Stored items
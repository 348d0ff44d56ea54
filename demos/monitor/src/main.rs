// Connects to a heart rate monitor by address and prints every reading
// until interrupted.

use std::time::Duration;

use clap::Parser;
use systole::{Error, HeartRateMonitor, SessionConfig};

/// Stream heart rate readings from a Bluetooth LE monitor.
#[derive(Parser)]
#[command(version, about)]
struct Args {
    /// Device hardware address, e.g. DA:81:90:CB:F3:22
    #[arg(env = "SYSTOLE_ADDRESS")]
    address: String,

    /// Seconds to wait for the device to appear in scan results
    #[arg(long, default_value_t = 5)]
    scan_timeout: u64,
}

#[tokio::main]
async fn main() -> Result<(), Box<dyn std::error::Error>> {
    pretty_env_logger::init();
    let args = Args::parse();

    let config = SessionConfig::parse(&args.address)?
        .scan_timeout(Duration::from_secs(args.scan_timeout));
    let mut monitor = HeartRateMonitor::new(config).await?;

    if let Err(why) = run(&mut monitor).await {
        match why {
            Error::AdapterUnavailable => eprintln!("Bluetooth is not available."),
            Error::LowEnergyUnsupported(_) => eprintln!("Bluetooth LE is not available."),
            why => eprintln!("Session failed: {why}"),
        }
        std::process::exit(1);
    }

    Ok(())
}

async fn run(monitor: &mut HeartRateMonitor) -> systole::MonitorResult<()> {
    let adapter = monitor.resolve_adapter().await?;
    println!("Found bluetooth adapter ({adapter})");

    monitor.connect().await?;
    println!(
        "Connected to: {}",
        monitor.device_name().unwrap_or("(unnamed device)")
    );

    monitor.resolve_service().await?;
    println!("Found Heart Rate service");

    monitor.resolve_characteristic().await?;
    println!("Found Heart Rate Measurement characteristic");

    monitor.subscribe().await?;
    println!("Subscribed to heart rate notifications");

    if let Ok(location) = monitor.body_sensor_location().await {
        println!("Sensor location: {location}");
    }

    let mut readings = monitor.readings().await?;
    println!("Listening... press Ctrl-C to exit.");

    loop {
        tokio::select! {
            _ = tokio::signal::ctrl_c() => break,
            reading = readings.recv() => match reading {
                Some(reading) => println!("Heart Rate: {} bpm", reading.measurement().bpm()),
                None => {
                    eprintln!("Notification stream ended");
                    break;
                }
            },
        }
    }

    if let Err(why) = monitor.unsubscribe().await {
        eprintln!("Could not disable notifications: {why}");
    }
    if let Err(why) = monitor.disconnect().await {
        eprintln!("Could not disconnect cleanly: {why}");
    }

    Ok(())
}
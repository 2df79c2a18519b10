//! End-to-end golden tests: line codes and timestamp → full reading.

use liuyao_engine::{
    CalendarConfig, KinshipRelation, SixSpirit, SolarTermPillars, Trigram, divine,
    line_codes_from_numbers, parse_timestamp, render_chart,
};

fn well_reading() -> liuyao_engine::Divination {
    let lines = line_codes_from_numbers(&[1, 2, 2, 1, 2, 1]).unwrap();
    let at = parse_timestamp("2025-11-29 14:07", &CalendarConfig::default()).unwrap();
    divine(&lines, &at, &SolarTermPillars).unwrap()
}

#[test]
fn well_hexagram_reading() {
    let d = well_reading();
    let hx = &d.hexagram;
    assert_eq!(hx.primary.pattern.to_string(), "011010");
    assert_eq!(hx.primary.palace, Trigram::Zhen);
    assert_eq!(hx.primary.family_label(), "震宮木 五世卦");
    assert_eq!(hx.primary.self_line, 5);
    assert_eq!(hx.primary.response_line(), 2);
    assert!(hx.moving.is_empty());
    assert_eq!(hx.transformed, hx.primary);

    let hidden: Vec<(u8, KinshipRelation)> =
        hx.hidden_spirits().iter().map(|h| (h.position, h.relation)).collect();
    assert_eq!(
        hidden,
        [(2, KinshipRelation::Sibling), (4, KinshipRelation::Offspring)]
    );
}

#[test]
fn calendar_half() {
    let d = well_reading();
    assert_eq!(d.calendar.date_text, "2025年11月29日 14時07分");
    assert_eq!(d.calendar.four_pillars.to_string(), "乙巳年 丁亥月 壬寅日 丁未時");
    assert_eq!(d.calendar.day_markers.to_string(), "空亡[辰巳] 驛馬[申] 桃花[卯] 貴人[卯/巳]");
    assert_eq!(
        d.six_spirits,
        [
            SixSpirit::BlackTortoise,
            SixSpirit::AzureDragon,
            SixSpirit::VermilionBird,
            SixSpirit::HookedChen,
            SixSpirit::FlyingSerpent,
            SixSpirit::WhiteTiger,
        ]
    );
}

#[test]
fn chart_text() {
    let chart = render_chart(&well_reading());
    let rows: Vec<&str> = chart.lines().collect();
    assert_eq!(rows[0], "2025年11月29日 14時07分");
    assert_eq!(rows[1], "乙巳年 丁亥月 壬寅日 丁未時");
    assert_eq!(rows[4], "本卦：水風井（震宮木 五世卦）");
    assert!(rows[5].starts_with("白虎"));
    assert!(rows[10].starts_with("玄武"));
}

#[test]
fn json_shape() {
    let json = serde_json::to_value(well_reading()).unwrap();
    assert_eq!(json["hexagram"]["primary"]["name"], "水風井");
    assert_eq!(json["hexagram"]["primary"]["pattern"], "011010");
    assert_eq!(json["hexagram"]["lines"][0]["relation"], "Wealth");
    assert_eq!(json["hexagram"]["lines"][1]["hidden"]["relation"], "Sibling");
    assert_eq!(json["hexagram"]["lines"][4]["is_self"], true);
    assert_eq!(json["calendar"]["four_pillars"]["year"], "乙巳");
    assert_eq!(json["six_spirits"][0], "BlackTortoise");
}
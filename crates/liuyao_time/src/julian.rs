//! Julian day numbers for civil dates and Julian dates for UTC instants.
//!
//! Proleptic Gregorian throughout. JDN 2451545 is 2000-01-01.

use chrono::{Datelike, NaiveDate, NaiveDateTime, Timelike};

/// Julian Date of J2000.0 (2000-01-01 12:00 TT).
pub const J2000_JD: f64 = 2_451_545.0;

/// Days per Julian century.
pub const DAYS_PER_CENTURY: f64 = 36_525.0;

pub const SECONDS_PER_DAY: f64 = 86_400.0;

/// Offset between chrono's day count from 0001-01-01 (day 1) and the JDN.
const CE_TO_JDN: i64 = 1_721_425;

/// Julian day number of a civil date (the JD at noon of that date).
pub fn julian_day_number(date: NaiveDate) -> i64 {
    i64::from(date.num_days_from_ce()) + CE_TO_JDN
}

/// Julian Date of a UTC instant.
pub fn jd_from_utc(utc: NaiveDateTime) -> f64 {
    let secs = f64::from(utc.num_seconds_from_midnight())
        + f64::from(utc.nanosecond()) * 1e-9;
    julian_day_number(utc.date()) as f64 - 0.5 + secs / SECONDS_PER_DAY
}

/// Julian centuries since J2000.0.
pub fn centuries_since_j2000(jd: f64) -> f64 {
    (jd - J2000_JD) / DAYS_PER_CENTURY
}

■ EXERCISE DIRECTIONS ■
All of the data above needs to be written out exactly.

■ TASK RESPONSE ■
repository 348d0ff44d56ea54
filename demos/monitor/src/main.rs
// Connects to a heart rate monitor by address and prints every reading
// until interrupted.

use std::time::Duration;

use clap::Parser;
use systole::{Error, HeartRateMonitor, SessionConfig};

/// Stream heart rate readings from a Bluetooth LE monitor.
#[derive(Parser)]
#[command(version, about)]
struct Args {
    /// Device hardware address, e.g. DA:81:90:CB:F3:22
    #[arg(env = "SYSTOLE_ADDRESS")]
    address: String,

    /// Seconds to wait for the device to appear in scan results
    #[arg(long, default_value_t = 5)]
    scan_timeout: u64,
}

#[tokio::main]
async fn main() -> Result<(), Box<dyn std::error::Error>> {
    pretty_env_logger::init();
    let args = Args::parse();

    let config = SessionConfig::parse(&args.address)?
        .scan_timeout(Duration::from_secs(args.scan_timeout));
    let mut monitor = HeartRateMonitor::new(config).await?;

    if let Err(why) = run(&mut monitor).await {
        match why {
            Error::AdapterUnavailable => eprintln!("Bluetooth is not available."),
            Error::LowEnergyUnsupported(_) => eprintln!("Bluetooth LE is not available."),
            why => eprintln!("Session failed: {why}"),
        }
        std::process::exit(1);
    }

    Ok(())
}

async fn run(monitor: &mut HeartRateMonitor) -> systole::MonitorResult<()> {
    let adapter = monitor.resolve_adapter().await?;
    println!("Found bluetooth adapter ({adapter})");

    monitor.connect().await?;
    println!(
        "Connected to: {}",
        monitor.device_name().unwrap_or("(unnamed device)")
    );

    monitor.resolve_service().await?;
    println!("Found Heart Rate service");

    monitor.resolve_characteristic().await?;
    println!("Found Heart Rate Measurement characteristic");

    monitor.subscribe().await?;
    println!("Subscribed to heart rate notifications");

    if let Ok(location) = monitor.body_sensor_location().await {
        println!("Sensor location: {location}");
    }

    let mut readings = monitor.readings().await?;
    println!("Listening... press Ctrl-C to exit.");

    loop {
        tokio::select! {
            _ = tokio::signal::ctrl_c() => break,
            reading = readings.recv() => match reading {
                Some(reading) => println!("Heart Rate: {} bpm", reading.measurement().bpm()),
                None => {
                    eprintln!("Notification stream ended");
                    break;
                }
            },
        }
    }

    if let Err(why) = monitor.unsubscribe().await {
        eprintln!("Could not disable notifications: {why}");
    }
    if let Err(why) = monitor.disconnect().await {
        eprintln!("Could not disconnect cleanly: {why}");
    }

    Ok(())
}
repository 2df79c2a18519b10
//! End-to-end golden tests: line codes and timestamp → full reading.

use liuyao_engine::{
    CalendarConfig, KinshipRelation, SixSpirit, SolarTermPillars, Trigram, divine,
    line_codes_from_numbers, parse_timestamp, render_chart,
};

fn well_reading() -> liuyao_engine::Divination {
    let lines = line_codes_from_numbers(&[1, 2, 2, 1, 2, 1]).unwrap();
    let at = parse_timestamp("2025-11-29 14:07", &CalendarConfig::default()).unwrap();
    divine(&lines, &at, &SolarTermPillars).unwrap()
}

#[test]
fn well_hexagram_reading() {
    let d = well_reading();
    let hx = &d.hexagram;
    assert_eq!(hx.primary.pattern.to_string(), "011010");
    assert_eq!(hx.primary.palace, Trigram::Zhen);
    assert_eq!(hx.primary.family_label(), "震宮木 五世卦");
    assert_eq!(hx.primary.self_line, 5);
    assert_eq!(hx.primary.response_line(), 2);
    assert!(hx.moving.is_empty());
    assert_eq!(hx.transformed, hx.primary);

    let hidden: Vec<(u8, KinshipRelation)> =
        hx.hidden_spirits().iter().map(|h| (h.position, h.relation)).collect();
    assert_eq!(
        hidden,
        [(2, KinshipRelation::Sibling), (4, KinshipRelation::Offspring)]
    );
}

#[test]
fn calendar_half() {
    let d = well_reading();
    assert_eq!(d.calendar.date_text, "2025年11月29日 14時07分");
    assert_eq!(d.calendar.four_pillars.to_string(), "乙巳年 丁亥月 壬寅日 丁未時");
    assert_eq!(d.calendar.day_markers.to_string(), "空亡[辰巳] 驛馬[申] 桃花[卯] 貴人[卯/巳]");
    assert_eq!(
        d.six_spirits,
        [
            SixSpirit::BlackTortoise,
            SixSpirit::AzureDragon,
            SixSpirit::VermilionBird,
            SixSpirit::HookedChen,
            SixSpirit::FlyingSerpent,
            SixSpirit::WhiteTiger,
        ]
    );
}

#[test]
fn chart_text() {
    let chart = render_chart(&well_reading());
    let rows: Vec<&str> = chart.lines().collect();
    assert_eq!(rows[0], "2025年11月29日 14時07分");
    assert_eq!(rows[1], "乙巳年 丁亥月 壬寅日 丁未時");
    assert_eq!(rows[4], "本卦：水風井（震宮木 五世卦）");
    assert!(rows[5].starts_with("白虎"));
    assert!(rows[10].starts_with("玄武"));
}

#[test]
fn json_shape() {
    let json = serde_json::to_value(well_reading()).unwrap();
    assert_eq!(json["hexagram"]["primary"]["name"], "水風井");
    assert_eq!(json["hexagram"]["primary"]["pattern"], "011010");
    assert_eq!(json["hexagram"]["lines"][0]["relation"], "Wealth");
    assert_eq!(json["hexagram"]["lines"][1]["hidden"]["relation"], "Sibling");
    assert_eq!(json["hexagram"]["lines"][4]["is_self"], true);
    assert_eq!(json["calendar"]["four_pillars"]["year"], "乙巳");
    assert_eq!(json["six_spirits"][0], "BlackTortoise");
}
filename crates/liuyao_time/src/julian.rs
//! Julian day numbers for civil dates and Julian dates for UTC instants.
//!
//! Proleptic Gregorian throughout. JDN 2451545 is 2000-01-01.

use chrono::{Datelike, NaiveDate, NaiveDateTime, Timelike};

/// Julian Date of J2000.0 (2000-01-01 12:00 TT).
pub const J2000_JD: f64 = 2_451_545.0;

/// Days per Julian century.
pub const DAYS_PER_CENTURY: f64 = 36_525.0;

pub const SECONDS_PER_DAY: f64 = 86_400.0;

/// Offset between chrono's day count from 0001-01-01 (day 1) and the JDN.
const CE_TO_JDN: i64 = 1_721_425;

/// Julian day number of a civil date (the JD at noon of that date).
pub fn julian_day_number(date: NaiveDate) -> i64 {
    i64::from(date.num_days_from_ce()) + CE_TO_JDN
}

/// Julian Date of a UTC instant.
pub fn jd_from_utc(utc: NaiveDateTime) -> f64 {
    let secs = f64::from(utc.num_seconds_from_midnight())
        + f64::from(utc.nanosecond()) * 1e-9;
    julian_day_number(utc.date()) as f64 - 0.5 + secs / SECONDS_PER_DAY
}

/// Julian centuries since J2000.0.
pub fn centuries_since_j2000(jd: f64) -> f64 {
    (jd - J2000_JD) / DAYS_PER_CENTURY
}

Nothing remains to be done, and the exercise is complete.